Mbossa
January 25, 2007, 9:17pm
21
Here you go. Straight from the horse’s mouth:
http://developer.apple.com/documentation/QuickTime/Conceptual/QTScripting_HTML/index.html
You can use HTML to communicate with the QuickTime browser plug-in or ActiveX control when displaying QuickTime-compatible content in a browser. This allows you to control many aspects of QuickTime behavior, such as image scaling, audio volume, autoplay, looping, linking a series of movies, launching QuickTime Player, and opening a specified URL when the user clicks the movie.
Before it can communicate with QuickTime, your HTML must cause a browser to load the QuickTime plug-in or ActiveX control. This typically involves using either the <EMBED> tag, the <OBJECT> tag, or both tags together. Using the <EMBED> and <OBJECT> tags also allows you to use QuickTime to display multimedia that may not be QuickTime-specific, such as MP3, MPEG-4, and SMIL.
The main method for controlling QuickTime from HTML is the use of attributes, also known as parameters, within the <EMBED> and <OBJECT> tags. More than 30 attributes are recognized specifically by QuickTime.
The HTML you’re probably after looks like this:
<OBJECTCLASSID="clsid:02BF25D5-8C17-4B23-BC80-D3488ABDDC6B"
CODEBASE="http://www.apple.com/qtactivex/qtplugin.cab"
HEIGHT=yy
WIDTH=xx>
<PARAM NAME="src" VALUE="MyMovie.mov" >
<EMBED SRC="MyMovie.mov"
HEIGHT=yy
WIDTH=xx
TYPE="video/quicktime"
PLUGINSPAGE="http://www.apple.com/quicktime/download/" />
</OBJECT>
Check out the link for more details and examples.
Mbossa:
Here you go. Straight from the horse’s mouth:
http://developer.apple.com/documentation/QuickTime/Conceptual/QTScripting_HTML/index.html
The HTML you’re probably after looks like this:
<OBJECTCLASSID="clsid:02BF25D5-8C17-4B23-BC80-D3488ABDDC6B"
CODEBASE="http://www.apple.com/qtactivex/qtplugin.cab"
HEIGHT=yy
WIDTH=xx>
<PARAM NAME="src" VALUE="MyMovie.mov" >
<EMBED SRC="MyMovie.mov"
HEIGHT=yy
WIDTH=xx
TYPE="video/quicktime"
PLUGINSPAGE="http://www.apple.com/quicktime/download/" />
</OBJECT>
Check out the link for more details and examples.
Ahhh - fantastic! I’m just waiting for the original source code and I’ll see what I can come up with. However, if wasson (or anyone) has any tips of that file conversion, that might be the easiest solution.
wasson
January 27, 2007, 3:49am
23
Here’s a good step-by-step for conversion on a Mac…

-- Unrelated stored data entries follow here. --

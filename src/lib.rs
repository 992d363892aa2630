// Copyright 2024 The Kubernetes Authors.
//
// Licensed under the Apache License, Version 2.0 (the "License");
// you may not use this file except in compliance with the License.
// You may obtain a copy of the License at
//
//     http://www.apache.org/licenses/LICENSE-2.0
//
// Unless required by applicable law or agreed to in writing, software
// distributed under the License is distributed on an "AS IS" BASIS,
// WITHOUT WARRANTIES OR CONDITIONS OF ANY KIND, either express or implied.
// See the License for the specific language governing permissions and
// limitations under the License.

//! Gardener admission plugins
//!
//! Admission control for the Gardener API: toleration defaults and
//! allowlists, quota accounting, seed scheduling with network disjointness,
//! DNS domain defaulting and custom-verb authorization of protected fields.
//! Plugins read cluster state through [`lookup::Lookup`] and ask an
//! [`authorizer::Authorizer`] for custom verbs; both are injected through
//! [`admission::PluginContext`].

pub mod admission;
pub mod api;
pub mod authorizer;
pub mod config;
pub mod lookup;
pub mod plugins;
pub mod policy;

// Re-export commonly used types
pub use admission::{
    AdmissionError, AdmissionResult, Attributes, AttributesRecord, Chain, Handler, Interface,
    MutationInterface, Operation, PluginContext, Plugins, ValidationInterface,
};
pub use api::{Object, ResourceKind};
pub use lookup::{InMemoryStore, Lookup};
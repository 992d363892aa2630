// Copyright 2024 The Kubernetes Authors.
// Licensed under the Apache License, Version 2.0

//! Readiness capability handed to plugins at construction.

use super::errors::{AdmissionError, AdmissionResult};
use std::fmt;
use std::sync::Arc;

/// Readiness reports whether the caches a plugin reads from are synchronised.
///
/// Each plugin instance holds its own handle; there is no process-wide flag.
#[derive(Clone)]
pub struct Readiness {
    check: Arc<dyn Fn() -> bool + Send + Sync>,
}

impl Readiness {
    /// A readiness that is always satisfied.
    pub fn always() -> Self {
        Self::from_fn(|| true)
    }

    pub fn from_fn(check: impl Fn() -> bool + Send + Sync + 'static) -> Self {
        Self {
            check: Arc::new(check),
        }
    }

    pub fn is_ready(&self) -> bool {
        (self.check)()
    }

    /// Fails with a NotReady error naming the plugin unless ready. The check
    /// does not block or retry.
    pub fn ensure_ready(&self, plugin: &str) -> AdmissionResult<()> {
        if self.is_ready() {
            Ok(())
        } else {
            tracing::warn!(plugin, "rejecting request, caches not synced");
            Err(AdmissionError::not_ready(plugin))
        }
    }
}

impl Default for Readiness {
    fn default() -> Self {
        Self::always()
    }
}

impl fmt::Debug for Readiness {
    fn fmt(&self, f: &mut fmt::Formatter<'_>) -> fmt::Result {
        f.debug_struct("Readiness")
            .field("ready", &self.is_ready())
            .finish()
    }
}

#[cfg(test)]
mod tests {
    use super::*;
    use std::sync::atomic::{AtomicBool, Ordering};

    #[test]
    fn test_always_ready() {
        let readiness = Readiness::always();
        assert!(readiness.is_ready());
        assert!(readiness.ensure_ready("X").is_ok());
    }

    #[test]
    fn test_from_fn_follows_flag() {
        let flag = Arc::new(AtomicBool::new(false));
        let observed = flag.clone();
        let readiness = Readiness::from_fn(move || observed.load(Ordering::SeqCst));

        let err = readiness.ensure_ready("ShootDNS").unwrap_err();
        assert_eq!(err.to_string(), "ShootDNS not yet ready to handle request");

        flag.store(true, Ordering::SeqCst);
        assert!(readiness.ensure_ready("ShootDNS").is_ok());
    }
}
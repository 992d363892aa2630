// Copyright 2024 The Kubernetes Authors.
//
// Licensed under the Apache License, Version 2.0 (the "License");
// you may not use this file except in compliance with the License.
// You may obtain a copy of the License at
//
//     http://www.apache.org/licenses/LICENSE-2.0
//
// Unless required by applicable law or agreed to in writing, software
// distributed under the License is distributed on an "AS IS" BASIS,
// WITHOUT WARRANTIES OR CONDITIONS OF ANY KIND, either express or implied.
// See the License for the specific language governing permissions and
// limitations under the License.

//! Object metadata, label selectors and other shared API building blocks.

use chrono::{DateTime, Utc};
use serde::{Deserialize, Serialize};
use std::collections::BTreeMap;
use std::fmt;

/// ObjectMeta is the metadata every persisted object carries.
#[derive(Debug, Clone, Default, PartialEq, Serialize, Deserialize)]
#[serde(rename_all = "camelCase", default)]
pub struct ObjectMeta {
    pub name: String,
    #[serde(skip_serializing_if = "String::is_empty")]
    pub namespace: String,
    #[serde(skip_serializing_if = "String::is_empty")]
    pub uid: String,
    #[serde(skip_serializing_if = "BTreeMap::is_empty")]
    pub labels: BTreeMap<String, String>,
    #[serde(skip_serializing_if = "BTreeMap::is_empty")]
    pub annotations: BTreeMap<String, String>,
    #[serde(skip_serializing_if = "Option::is_none")]
    pub creation_timestamp: Option<DateTime<Utc>>,
    #[serde(skip_serializing_if = "Option::is_none")]
    pub deletion_timestamp: Option<DateTime<Utc>>,
}

impl ObjectMeta {
    /// Metadata for a namespaced object.
    pub fn namespaced(namespace: &str, name: &str) -> Self {
        Self {
            name: name.to_string(),
            namespace: namespace.to_string(),
            ..Default::default()
        }
    }

    /// Metadata for a cluster-scoped object.
    pub fn cluster(name: &str) -> Self {
        Self {
            name: name.to_string(),
            ..Default::default()
        }
    }

    /// Returns true once deletion of the object has been requested.
    pub fn is_deleting(&self) -> bool {
        self.deletion_timestamp.is_some()
    }

    pub fn annotation(&self, key: &str) -> Option<&str> {
        self.annotations.get(key).map(String::as_str)
    }

    pub fn label(&self, key: &str) -> Option<&str> {
        self.labels.get(key).map(String::as_str)
    }
}

/// ObjectReference points at another object by kind, namespace and name.
#[derive(Debug, Clone, Default, PartialEq, Eq, Hash, Serialize, Deserialize)]
#[serde(rename_all = "camelCase", default)]
pub struct ObjectReference {
    #[serde(skip_serializing_if = "String::is_empty")]
    pub api_version: String,
    #[serde(skip_serializing_if = "String::is_empty")]
    pub kind: String,
    #[serde(skip_serializing_if = "String::is_empty")]
    pub namespace: String,
    #[serde(skip_serializing_if = "String::is_empty")]
    pub name: String,
}

impl ObjectReference {
    pub fn new(namespace: &str, name: &str) -> Self {
        Self {
            namespace: namespace.to_string(),
            name: name.to_string(),
            ..Default::default()
        }
    }
}

// ============================================================================
// Conditions
// ============================================================================

/// ConditionStatus is the status of a condition.
#[derive(Debug, Clone, Copy, PartialEq, Eq, Default, Serialize, Deserialize)]
pub enum ConditionStatus {
    True,
    False,
    #[default]
    Unknown,
}

/// Condition holds the state of one aspect of an object.
#[derive(Debug, Clone, Default, PartialEq, Serialize, Deserialize)]
#[serde(rename_all = "camelCase", default)]
pub struct Condition {
    #[serde(rename = "type")]
    pub type_: String,
    pub status: ConditionStatus,
    #[serde(skip_serializing_if = "String::is_empty")]
    pub reason: String,
    #[serde(skip_serializing_if = "String::is_empty")]
    pub message: String,
}

impl Condition {
    pub fn new(type_: &str, status: ConditionStatus) -> Self {
        Self {
            type_: type_.to_string(),
            status,
            ..Default::default()
        }
    }
}

// ============================================================================
// Label Selectors
// ============================================================================

/// LabelSelectorOperator relates a key to a set of values.
#[derive(Debug, Clone, Copy, PartialEq, Eq, Hash, Serialize, Deserialize)]
pub enum LabelSelectorOperator {
    In,
    NotIn,
    Exists,
    DoesNotExist,
}

impl fmt::Display for LabelSelectorOperator {
    fn fmt(&self, f: &mut fmt::Formatter<'_>) -> fmt::Result {
        let s = match self {
            LabelSelectorOperator::In => "In",
            LabelSelectorOperator::NotIn => "NotIn",
            LabelSelectorOperator::Exists => "Exists",
            LabelSelectorOperator::DoesNotExist => "DoesNotExist",
        };
        f.write_str(s)
    }
}

/// LabelSelectorRequirement is a single selector requirement.
#[derive(Debug, Clone, PartialEq, Eq, Hash, Serialize, Deserialize)]
#[serde(rename_all = "camelCase")]
pub struct LabelSelectorRequirement {
    pub key: String,
    pub operator: LabelSelectorOperator,
    #[serde(default, skip_serializing_if = "Vec::is_empty")]
    pub values: Vec<String>,
}

impl LabelSelectorRequirement {
    fn matches(&self, labels: &BTreeMap<String, String>) -> bool {
        match self.operator {
            LabelSelectorOperator::In => labels
                .get(&self.key)
                .map(|v| self.values.contains(v))
                .unwrap_or(false),
            LabelSelectorOperator::NotIn => labels
                .get(&self.key)
                .map(|v| !self.values.contains(v))
                .unwrap_or(true),
            LabelSelectorOperator::Exists => labels.contains_key(&self.key),
            LabelSelectorOperator::DoesNotExist => !labels.contains_key(&self.key),
        }
    }
}

/// LabelSelector selects objects by their labels. The empty selector matches
/// every object.
#[derive(Debug, Clone, Default, PartialEq, Eq, Serialize, Deserialize)]
#[serde(rename_all = "camelCase", default)]
pub struct LabelSelector {
    #[serde(skip_serializing_if = "BTreeMap::is_empty")]
    pub match_labels: BTreeMap<String, String>,
    #[serde(skip_serializing_if = "Vec::is_empty")]
    pub match_expressions: Vec<LabelSelectorRequirement>,
}

impl LabelSelector {
    /// A selector that matches everything.
    pub fn everything() -> Self {
        Self::default()
    }

    /// A selector requiring all of the given labels.
    pub fn from_labels<'a>(labels: impl IntoIterator<Item = (&'a str, &'a str)>) -> Self {
        Self {
            match_labels: labels
                .into_iter()
                .map(|(k, v)| (k.to_string(), v.to_string()))
                .collect(),
            match_expressions: Vec::new(),
        }
    }

    pub fn is_empty(&self) -> bool {
        self.match_labels.is_empty() && self.match_expressions.is_empty()
    }

    /// Returns true if the given labels satisfy every requirement.
    pub fn matches(&self, labels: &BTreeMap<String, String>) -> bool {
        self.match_labels
            .iter()
            .all(|(k, v)| labels.get(k) == Some(v))
            && self.match_expressions.iter().all(|r| r.matches(labels))
    }
}
use std::time::Duration;

use mesh_core::{FrameDecodeError, FrameEncodeError, RouterError};

pub type Result<T> = std::result::Result<T, NodeError>;

#[derive(Debug, thiserror::Error)]
pub enum NodeError {
    #[error("i/o error: {0}")]
    Io(#[from] std::io::Error),
    #[error(transparent)]
    Encode(#[from] FrameEncodeError),
    #[error(transparent)]
    Decode(#[from] FrameDecodeError),
    #[error(transparent)]
    Router(#[from] RouterError),
    #[error("connection closed before a reply arrived")]
    Closed,
    #[error("timed out after {0:?}")]
    Timeout(Duration),
    #[error("unexpected `{0}` message")]
    Unexpected(&'static str),
    #[error("invalid filename {0:?}")]
    InvalidFilename(String),
    #[error("download truncated: expected {expected} bytes, got {got}")]
    Truncated { expected: u64, got: u64 },
    #[error("config error: {0}")]
    Config(String),
}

http://ffmpegx.com/flv.html
Not for the faint of heart, but with a little time and patience, I’m sure you can get it working. That’ll get it into FLV format to embed within a Flash movie and play with very little effort. This is what Google Video and YouTube use.
Oh you are the KING! Thank you so much!